The ‘muscle hypothesis’ of heart failure. A dysfunction of the left ventricle can lead to skeletal myopathy through several mechanisms (inflammation, pro‐catabolic state, malnutrition, inactivity, insulin resistance). In turn, skeletal myopathy causes an increased ergoreflex sensitivity, resulting in dyspnoea on effort and autonomic imbalance with adrenergic activation and vagal withdrawal. The changes in haemodynamics (vasoconstriction and increased afterload) contribute to the progression of cardiac dysfunction and muscle wasting. LV, left ventricular; PNS, parasympathetic nervous system; SNS, sympathetic nervous system; TNF, tumour necrosis factor.
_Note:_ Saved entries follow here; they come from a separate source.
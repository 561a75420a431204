//! Time-scoped agreement information and the lookup seam that supplies it

mod lookup;
mod records;

pub use lookup::{AgreementLookup, AgreementRegistry, NoAgreementLookup};
pub use records::{AgreementProduct, AgreementRecord, AgreementVersion};
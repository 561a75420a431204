//! Error taxonomy for the premium time series
//!
//! Every variant is recoverable at the position boundary. Platform-level
//! failures are panics and are never converted into an [`Error`].

use thiserror::Error;

#[derive(Debug, Error)]
pub enum Error {
    /// A period or basis lacks a fact the current stage requires
    #[error("{subject} is missing required fact `{fact}`")]
    MissingFact {
        fact: &'static str,
        subject: String,
    },

    /// A structural precondition was violated
    #[error("invalid state: {0}")]
    InvalidState(String),

    /// Semantically impossible overlap between source records
    #[error("data inconsistency: {0}")]
    DataInconsistency(String),

    /// A computed value violates a domain constraint
    #[error("invalid argument: {0}")]
    InvalidArgument(String),

    /// Malformed textual amount
    #[error("invalid amount format: {0:?}")]
    InvalidFormat(String),

    #[error("csv error: {0}")]
    Csv(#[from] csv::Error),

    #[error("io error: {0}")]
    Io(#[from] std::io::Error),

    #[error("json error: {0}")]
    Json(#[from] serde_json::Error),
}

impl Error {
    pub fn missing_fact(fact: &'static str, subject: impl std::fmt::Display) -> Self {
        Error::MissingFact {
            fact,
            subject: subject.to_string(),
        }
    }
}

pub type Result<T, E = Error> = std::result::Result<T, E>;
Reprinted with permission from Piepoli et al. The ‘muscle hypothesis’ was proposed in 1994 to explain dyspnoea on effort in patients with HF. This hypothesis was corroborated by the detection, 2 years later, of ergoreflex overactivity in HF patients. Compared to 10 healthy and sedentary controls, HF patients (n = 12) displayed higher ergoreflex sensitivity, in terms of higher ventilatory rate (87% vs. 55%), diastolic blood pressure (98% vs. 54%), and vascular resistance in the lower limbs (108% vs. 49%) during the recovery with circulatory occlusion, compared with basal recovery. These responses could be the direct consequences of ergoreflex overactivity, but also partially derive from depressed baroreflex sensitivity and increased central chemoreflex sensitivity, which have been associated with ergoreflex overactivity in HF.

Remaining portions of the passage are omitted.